You have two 16-ounce cups — cup A and cup B. Both cups initially have 8 ounces of water in them.
You take half of the water in cup A and pour it into cup B. Then, you take half of the water in cup B and pour it back into cup A. You do this again. And again. And again. And then many, many, many more times — always pouring half the contents of A into B, and then half of B back into A.
When you finally pause for a breather, what fraction of the total water is in cup A?
Extra credit: Now suppose both cups initially have somewhere between 0 and 8 ounces of water in them. You don’t know the precise amount in each cup, but you know that both cups are not empty. Again, you pour half the water from cup A into cup B, and then half from cup B back to A. You do this many, many times. When you again finally pause for a breather, what fraction of the total water is in cup A?
Let $A_n$ and $B_n$ denote the volume of water in each cup after $n$ pours, for even $n$.

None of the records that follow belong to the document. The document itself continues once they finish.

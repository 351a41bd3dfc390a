//! Per-key exponential backoff for requeued work items.
//!
//! Each failed reconcile of a key waits longer before it is redelivered:
//! `initial_delay * multiplier^n` where `n` counts the key's previous
//! requeues, capped at `max_delay`. A successful reconcile forgets the key and
//! the next failure starts from `initial_delay` again.

use std::time::Duration;

/// Configuration for exponential requeue backoff.
#[derive(Debug, Clone, Copy, PartialEq)]
pub struct BackoffConfig {
    /// Delay before the first requeue.
    pub initial_delay: Duration,

    /// Maximum delay between requeues (cap for exponential growth).
    pub max_delay: Duration,

    /// Multiplier for exponential backoff (typically 2.0).
    pub multiplier: f64,
}

impl BackoffConfig {
    /// Default backoff for controller work queues.
    ///
    /// 5ms doubling up to a 1000s cap: quick recovery from conflicts and
    /// brief outages without hammering the store during long ones.
    pub const DEFAULT: Self = Self {
        initial_delay: Duration::from_millis(5),
        max_delay: Duration::from_secs(1000),
        multiplier: 2.0,
    };

    pub fn new(initial_delay: Duration, max_delay: Duration, multiplier: f64) -> Self {
        Self {
            initial_delay,
            max_delay,
            multiplier,
        }
    }

    /// Computes the delay for the given requeue attempt (0-indexed).
    pub fn delay_for_attempt(&self, attempt: u32) -> Duration {
        // Zero times an overflowed (infinite) multiplier would be NaN.
        if self.initial_delay.is_zero() {
            return Duration::ZERO;
        }
        let exponent = i32::try_from(attempt).unwrap_or(i32::MAX);
        let delay_secs = self.initial_delay.as_secs_f64() * self.multiplier.powi(exponent);
        let capped_secs = delay_secs.min(self.max_delay.as_secs_f64());
        Duration::from_secs_f64(capped_secs)
    }
}

impl Default for BackoffConfig {
    fn default() -> Self {
        Self::DEFAULT
    }
}
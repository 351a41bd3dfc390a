//! Queue store error types.
//!
//! The reconciler needs to tell "the object is not there" apart from every
//! other failure, and the retry policy needs to know which failures are worth
//! retrying:
//!
//! - **NotFound** drives the create-if-absent and idempotent-delete paths
//! - **AlreadyExists** and **Conflict** mean another writer got there first;
//!   a retry re-reads the object and converges
//! - **Transient** covers outages and timeouts

use std::fmt;
use thiserror::Error;

use crate::types::QueueName;

/// The kind of store error, categorized for reconcile and retry decisions.
#[derive(Debug, Clone, Copy, PartialEq, Eq)]
pub enum StoreErrorKind {
    NotFound,
    AlreadyExists,

    /// The update carried a stale resource version.
    Conflict,

    Transient,
}

impl StoreErrorKind {
    pub fn as_str(&self) -> &'static str {
        match self {
            StoreErrorKind::NotFound => "not found",
            StoreErrorKind::AlreadyExists => "already exists",
            StoreErrorKind::Conflict => "conflict",
            StoreErrorKind::Transient => "transient",
        }
    }
}

/// A failed store call.
#[derive(Debug, Clone, PartialEq, Eq, Error)]
pub struct StoreError {
    pub kind: StoreErrorKind,

    /// The queue the call was about; `None` for whole-store calls.
    pub name: Option<QueueName>,

    /// A human-readable description of the error.
    pub message: String,
}

impl fmt::Display for StoreError {
    fn fmt(&self, f: &mut fmt::Formatter<'_>) -> fmt::Result {
        match &self.name {
            Some(name) => write!(f, "queue {} {}: {}", name, self.kind.as_str(), self.message),
            None => write!(f, "queue store {}: {}", self.kind.as_str(), self.message),
        }
    }
}

impl StoreError {
    pub fn new(kind: StoreErrorKind, name: QueueName, message: impl Into<String>) -> Self {
        StoreError {
            kind,
            name: Some(name),
            message: message.into(),
        }
    }

    /// An error not tied to a single queue, such as a failed listing.
    pub fn store_wide(kind: StoreErrorKind, message: impl Into<String>) -> Self {
        StoreError {
            kind,
            name: None,
            message: message.into(),
        }
    }

    pub fn not_found(name: QueueName) -> Self {
        Self::new(StoreErrorKind::NotFound, name, "no such queue")
    }

    pub fn already_exists(name: QueueName) -> Self {
        Self::new(StoreErrorKind::AlreadyExists, name, "queue already exists")
    }

    pub fn conflict(name: QueueName, expected: u64, actual: u64) -> Self {
        Self::new(
            StoreErrorKind::Conflict,
            name,
            format!("resource version {} is stale, stored version is {}", expected, actual),
        )
    }

    pub fn transient(name: QueueName, message: impl Into<String>) -> Self {
        Self::new(StoreErrorKind::Transient, name, message)
    }

    pub fn is_not_found(&self) -> bool {
        self.kind == StoreErrorKind::NotFound
    }
}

$A_{n+1} = \dfrac{A_n}{2}$
$B_{n+1} = B_{n} + \dfrac{A_n}{2}$
$A_{n+2} = A_{n+1} + \dfrac{B_{n+1}}{2}$
$B_{n+2} = \dfrac{B_{n+1}}{2}$
After two pours, the amount in each cup should revert to what it was before the two pours.
$A_{n+2} = A_n$
$B_{n+2} = B_n$
Using the first equation from the above two parts and substituting:
$2 \cdot A_{n+1} = {A_n} = A_{n+2}$
$2 \cdot A_{n+1} = A_{n+1} + \dfrac{B_{n+1}}{2}$
$A_{n+1} = \dfrac{B_{n+1}}{2}$
Similarly, using the second equations
$2 \cdot B_{n+2} = B_{n+1} = 2 \cdot B_{n}$
$2 \cdot B_{n} = B_{n} + \dfrac{A_n}{2}$
$B_{n} = \dfrac{A_{n}}{2}$
After some time, after an odd pour, A contains $\dfrac{1}{3}$ the water volume.
After some time, after an even pour, A contains $\dfrac{2}{3}$ the water volume.